Here, medical magics are played
by adepts. It’s accidentally dark.—
the breakers aren’t set. They’re in parts
on someone’s workbench. Equipment
of cures and sad news. Instruments
of arcane art surround you.
You’re cold. It’s early. You’d like a new
room where they’ll prove your existence.
When you wake, you won’t be told
you failed. Dusty plastic will part.
Women in blue ask if you’re cold
then leave. You hear the words, “ his heart,“
nothing else. Just unplastered dark.
You wait. Find your phone. Cry. Wait.
There’s a form. They’d like you to rate
your stay. You feel for mishung clothes,
sure that now’s your one chance to go.
Walk the maze. Leave before you’re late.
Nostalgic Game
Playing at statues, she turns suddenly hard,
all night in her backyard. Dew
beads her hair, her skin, her shoes.
Morning, his long hands, cool from shaping
girls, he spots her, waiting, stands
back, to frame things, make a plan.
To place her like a statue or a tarot card
left behind? Shards of light flew
from her dewy face, not hard
in morning light. His hands are frozen, won’t obey
his desire to pray. She’ll stand
for days. A silent command.
The Endura *of Simone Weil
We must give up everything which is not grace and not even desire grace.
—Simone Weil
The BBC rang through the ward but God’s
voice came through her teeth. Only she
knew his instructions. She sometimes forgot
when she grew hungry, or when that deep cough
shook her bones or dark bombs rattled the lone tree
outside her window. She was hungry all
the time it seemed. Not taking rationed food
because—The War. The occupied home. Small
sacrifice from her. She couldn’t give food
to the half-starved French. She could only cough
weak blood and stare at old doctors who stood
above her bed too long. Eat, they’d say, eat.

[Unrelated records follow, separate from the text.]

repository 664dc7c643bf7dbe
//! Qiita items API client.
//!
//! Fetches every page of a user's public item listing. The listing endpoint
//! pages from 1 and signals the end of data with an empty array.

use std::time::Duration;

use anyhow::{Context, Result};
use serde::{Deserialize, Deserializer, Serialize};
use tracing::{debug, info};

use crate::config::Config;

/// One tagging on a post. Only `name` matters for export; any other
/// attributes the API sends are carried through the snapshot untouched.
#[derive(Debug, Clone, Serialize, Deserialize)]
pub struct Tag {
    pub name: String,
    #[serde(flatten)]
    pub extra: serde_json::Map<String, serde_json::Value>,
}

/// A post as returned by the items listing endpoint.
///
/// Fields we never look at are preserved in `extra` so the snapshot stays
/// faithful to what the API returned.
#[derive(Debug, Clone, Serialize, Deserialize)]
pub struct Post {
    #[serde(deserialize_with = "string_or_number")]
    pub id: String,
    pub created_at: String,
    pub title: String,
    pub body: String,
    pub tags: Vec<Tag>,
    #[serde(flatten)]
    pub extra: serde_json::Map<String, serde_json::Value>,
}

/// Accept both string and numeric ids; the filename only needs the digits.
fn string_or_number<'de, D>(deserializer: D) -> Result<String, D::Error>
where
    D: Deserializer<'de>,
{
    #[derive(Deserialize)]
    #[serde(untagged)]
    enum Id {
        Num(i64),
        Str(String),
    }

    Ok(match Id::deserialize(deserializer)? {
        Id::Num(n) => n.to_string(),
        Id::Str(s) => s,
    })
}

/// Build the HTTP client used for listing fetches.
///
/// # Errors
///
/// Returns an error if the TLS backend cannot be initialized.
pub fn build_client() -> Result<reqwest::Client> {
    reqwest::Client::builder()
        .timeout(Duration::from_secs(30))
        .build()
        .context("Failed to build HTTP client")
}

/// Fetch every page of the user's item listing, in page order.
///
/// Stops at the first empty page. A body that is not a JSON array of posts
/// is treated as a malformed response and fails the run rather than being
/// read as the end of the listing.
///
/// # Errors
///
/// Returns an error on transport failures, non-2xx statuses, or a response
/// body that does not decode as a post array.
pub async fn fetch_all_posts(client: &reqwest::Client, config: &Config) -> Result<Vec<Post>> {
    let mut list = Vec::new();
    let mut page = 1u32;

    loop {
        let url = config.items_url(page);
        debug!(page, url = %url, "Fetching listing page");

        let response = client
            .get(&url)
            .header("User-Agent", "qiita-zenn-export/0.1")
            .send()
            .await
            .with_context(|| format!("Failed to fetch listing page {page}"))?;

        if !response.status().is_success() {
            anyhow::bail!(
                "listing fetch failed with status {} on page {page}",
                response.status()
            );
        }

        let posts: Vec<Post> = response.json().await.with_context(|| {
            format!("Malformed listing response on page {page} (expected a JSON array of posts)")
        })?;

        if posts.is_empty() {
            debug!(page, "Empty page, listing exhausted");
            break;
        }

        info!(page, count = posts.len(), "Fetched listing page");
        list.extend(posts);
        page += 1;
    }

    Ok(list)
}
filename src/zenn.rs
//! Zenn article rendering and export.
//!
//! Each snapshot record becomes one Markdown file: a front-matter header
//! followed by the post body verbatim. Filenames carry an 8-digit date
//! prefix so a lexical sort of the output directory is chronological.

use std::path::Path;

use anyhow::{Context, Result};
use once_cell::sync::Lazy;
use regex::Regex;
use tracing::{debug, info};

use crate::qiita::Post;
use crate::snapshot::Snapshot;

static CREATED_AT_RE: Lazy<Regex> =
    Lazy::new(|| Regex::new(r"^(\d+)-(\d+)-(\d+)T").expect("valid regex"));

/// Derive the sortable date prefix from a post's `created_at`.
///
/// `2024-03-07T12:00:00Z` becomes `20240307`. The digit groups are
/// concatenated as-is, with no re-parsing of the timestamp.
///
/// # Errors
///
/// Returns an error if `created_at` does not start with `YYYY-MM-DDT`.
pub fn date_prefix(created_at: &str) -> Result<String> {
    let caps = CREATED_AT_RE
        .captures(created_at)
        .with_context(|| format!("created_at {created_at:?} does not start with YYYY-MM-DDT"))?;
    Ok(format!("{}{}{}", &caps[1], &caps[2], &caps[3]))
}

/// Output filename for a post: `<datePrefix>__-<id>.md`.
///
/// # Errors
///
/// Returns an error if the date prefix cannot be derived.
pub fn article_file_name(post: &Post) -> Result<String> {
    let prefix = date_prefix(&post.created_at)?;
    Ok(format!("{prefix}__-{}.md", post.id))
}

/// Render one post as a Zenn article.
///
/// Title and topics are JSON-encoded into the front matter; topics are the
/// lowercased tag names in original order, duplicates kept. `published` is
/// always `false` regardless of the post's state on Qiita - exported
/// articles start as drafts.
///
/// # Errors
///
/// Returns an error if the title or topics cannot be JSON-encoded.
pub fn render_article(post: &Post) -> Result<String> {
    let topics: Vec<String> = post.tags.iter().map(|t| t.name.to_lowercase()).collect();
    let title = serde_json::to_string(&post.title).context("Failed to encode title")?;
    let topics = serde_json::to_string(&topics).context("Failed to encode topics")?;

    Ok(format!(
        "---\n\
         title: {title}\n\
         emoji: \"\u{1f50e}\"\n\
         type: \"idea\"\n\
         topics: {topics}\n\
         published: false\n\
         ---\n\
         \n\
         {}",
        post.body
    ))
}

/// Write one article file per snapshot record into `articles_dir`.
///
/// Records are processed strictly in snapshot order, one awaited write at a
/// time. The first record that fails to render aborts the run: earlier
/// files are already on disk, later records are never touched. Existing
/// files are overwritten unconditionally, so a rerun on an unchanged
/// snapshot is byte-identical.
///
/// # Errors
///
/// Returns an error if the directory cannot be created, a record's
/// `created_at` does not match the expected shape, or a write fails.
pub async fn export_articles(snapshot: &Snapshot, articles_dir: &Path) -> Result<usize> {
    tokio::fs::create_dir_all(articles_dir)
        .await
        .with_context(|| {
            format!(
                "Failed to create articles directory: {}",
                articles_dir.display()
            )
        })?;

    let mut written = 0usize;
    for post in &snapshot.list {
        let file_name = article_file_name(post)?;
        let text = render_article(post)?;
        let path = articles_dir.join(&file_name);

        tokio::fs::write(&path, text)
            .await
            .with_context(|| format!("Failed to write article: {}", path.display()))?;

        debug!(file = %file_name, "Wrote article");
        written += 1;
    }

    info!(written, "Export complete");
    Ok(written)
}
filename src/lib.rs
//! Qiita to Zenn article exporter.
//!
//! Pages through a Qiita user's public items API, persists the full listing
//! as a local JSON snapshot, then renders each post as a Zenn-style Markdown
//! article with a front-matter header.

pub mod config;
pub mod qiita;
pub mod snapshot;
pub mod zenn;
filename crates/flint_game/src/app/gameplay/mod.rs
mod boundary;
mod clock;
mod dispatcher;
mod nodes;
mod types;

pub(crate) use boundary::SpawnerApp;
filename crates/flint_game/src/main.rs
use std::process::ExitCode;

use tracing::error;

mod app;

fn main() -> ExitCode {
    let wiring = match app::bootstrap::build_app() {
        Ok(wiring) => wiring,
        Err(err) => {
            error!(error = %err, "startup_failed");
            return ExitCode::FAILURE;
        }
    };
    app::loop_runner::run(wiring)
}
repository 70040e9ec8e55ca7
use std::process::ExitCode;

use flint_host::{run_host_with_metrics, HostInputs, MetricsHandle, SceneGraph};
use tracing::{error, info};

use super::bootstrap::AppWiring;

pub(crate) fn run(wiring: AppWiring) -> ExitCode {
    let AppWiring {
        host,
        mut app,
        script,
    } = wiring;
    let mut scene = SceneGraph::default();
    let metrics = MetricsHandle::default();
    let inputs = HostInputs {
        script,
        queue: None,
    };

    let report = match run_host_with_metrics(&host, &mut app, &mut scene, inputs, metrics.clone())
    {
        Ok(report) => report,
        Err(err) => {
            error!(error = %err, "session_failed");
            return ExitCode::FAILURE;
        }
    };

    if let Some(controller) = app.controller() {
        let state = controller.state();
        info!(
            frames = report.frames,
            events_delivered = report.events_delivered,
            fps = metrics.snapshot().fps,
            screen = ?state.screen,
            sessions = state.session,
            spawned = state.spawned_count,
            enemies = state.entities.len(),
            "session_finished"
        );
    }

    ExitCode::SUCCESS
}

A body agreed but her too strict soul
refused. She had endless prayers to repeat
and visions that were broken by deep coughs
echoing violence. The long war tolled
on like an epic she forgot. Her Christ
still blessed her pale skin. Old glasses misted
with thin breath. She asked for no mystic prize,
just God’s whispered voice filtered through each cough.
She starved her body. Her soul insisted.
*Endura: The way of death for the Cathar Perfecti was self-starvation.
Religious Education
His toy grail broke. The holy shards flew wild,
covering his cold, quite maculate floor.
No one came to save him. The further side
stayed far off. He remembered how to pray
and tried that, but the toy cup still blocked
his path. He believed the myth of his door
for years. He’d build bridges with blocks and played
with paper boats, still shaping his small creed
of exodus that led through the unlocked
way out (he tried rebuilding the chalice,
but fingers failed). He learned that he could read—
children’s books just saved you from animals,
not a relic-paved floor. He grew fanciful,
praying his cell into a flawed palace.
About the Author:
Mark J. Mitchell has worked in hospital kitchens, fast food, retail wine and spirits, conventions, tourism, and warehouses.
He has also been a working poet for almost 50 years. An award-winning poet, he is the author of five full-length poetry collections, and six chapbooks. His latest collection is Something To Be from Pski’s Porch Publishing.
He is very fond of baseball, Louis Aragon, Miles Davis, Kafka, Dante, and his wife, activist and documentarian Joan Juster.
He lives in San Francisco, where he once made his marginal living pointing out pretty things. Now, he is seeking work once again.